Livingston Township is a civil township of Otsego County in the U.S. state of Michigan. The population was 2,652 at the 2020 census.

==Communities==
- Logan was a small settlement on the boundary between Livingston and Corwith Townships, about six miles north of Gaylord, formed around the sawmill and general store of the Yuill Brothers. It was a station on the Mackinaw division of the Michigan Central Railroad. A post office operated from May 1880 until August 1883.

==Geography==
According to the U.S. Census Bureau, the township has a total area of 34.06 sqmi, of which 33.77 sqmi is land and 0.69 sqmi (2.03%) is water.

==Demographics==
As of the census of 2000, there were 2,339 people, 839 households, and 668 families residing in the township. The population density was 69.0 PD/sqmi. There were 935 housing units at an average density of 27.6 /mi2. The racial makeup of the township was 97.35% White, 0.09% African American, 0.60% Native American, 0.51% Asian, 0.09% from other races, and 1.37% from two or more races. Hispanic or Latino of any race were 0.30% of the population.

There were 839 households, out of which 39.3% had children under the age of 18 living with them, 69.7% were married couples living together, 7.4% had a female householder with no husband present, and 20.3% were non-families. 17.3% of all households were made up of individuals, and 5.5% had someone living alone who was 65 years of age or older. The average household size was 2.77 and the average family size was 3.11.

In the township the population was spread out, with 28.5% under the age of 18, 6.6% from 18 to 24, 29.2% from 25 to 44, 25.4% from 45 to 64, and 10.2% who were 65 years of age or older. The median age was 38 years. For every 100 females, there were 100.6 males.
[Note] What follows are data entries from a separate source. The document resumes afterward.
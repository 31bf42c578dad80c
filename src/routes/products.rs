use axum::{
    Json, Router,
    extract::{Path, State},
    http::StatusCode,
    routing::{delete, get, post, put},
};

use crate::{
    AppState,
    error::{AppError, Result},
    models::{ApiResponse, Product, ProductDraft, ProductUpdateRequest},
    services::image_upload::resolve_image_urls,
    utils::{AppJson, ProductForm},
};

pub fn router() -> Router<AppState> {
    Router::new()
        .route("/add", post(add_product))
        .route("/list", get(list_products))
        .route("/single/{product_id}", get(single_product))
        .route("/update/{id}", put(update_product))
        .route("/remove/{product_id}", delete(remove_product))
}

fn not_found() -> AppError {
    AppError::NotFound("Product not found".to_string())
}

pub async fn add_product(
    State(state): State<AppState>,
    form: ProductForm,
) -> Result<(StatusCode, Json<ApiResponse<Product>>)> {
    let ProductDraft { fields, images } = ProductDraft::parse(form)?;

    // Uploaded objects are not cleaned up if the insert below fails.
    let image = resolve_image_urls(state.uploader.as_ref(), images).await?;
    let date = chrono::Utc::now().timestamp_millis();

    let product = state.store.create(fields.finish(image, date)).await?;

    tracing::info!(id = %product.id, images = product.image.len(), "Product added");

    Ok((
        StatusCode::CREATED,
        Json(ApiResponse::with_message("Product Added", product)),
    ))
}

pub async fn list_products(
    State(state): State<AppState>,
) -> Result<Json<ApiResponse<Vec<Product>>>> {
    let products = state.store.find_all().await?;

    Ok(Json(ApiResponse::data(products)))
}

pub async fn single_product(
    State(state): State<AppState>,
    Path(product_id): Path<String>,
) -> Result<Json<ApiResponse<Product>>> {
    let product = state
        .store
        .find_by_id(&product_id)
        .await?
        .ok_or_else(not_found)?;

    Ok(Json(ApiResponse::data(product)))
}

pub async fn update_product(
    State(state): State<AppState>,
    Path(id): Path<String>,
    AppJson(payload): AppJson<ProductUpdateRequest>,
) -> Result<Json<ApiResponse<Product>>> {
    let changes = payload.into_changes()?;

    let product = state
        .store
        .update(&id, &changes)
        .await?
        .ok_or_else(not_found)?;

    tracing::info!(id = %product.id, "Product updated");

    Ok(Json(ApiResponse::with_message(
        "Product updated successfully",
        product,
    )))
}

pub async fn remove_product(
    State(state): State<AppState>,
    Path(product_id): Path<String>,
) -> Result<Json<ApiResponse<()>>> {
    if !state.store.delete_by_id(&product_id).await? {
        return Err(not_found());
    }

    tracing::info!(id = %product_id, "Product removed");

    Ok(Json(ApiResponse::message("Product removed successfully")))
}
For every 100 females age 18 and over, there were 99.0 males.

The median income for a household in the township was $51,293, and the median income for a family was $55,156. Males had a median income of $37,222 versus $22,436 for females. The per capita income for the township was $21,798. About 2.2% of families and 2.9% of the population were below the poverty line, including 3.1% of those under age 18 and 3.1% of those age 65 or over.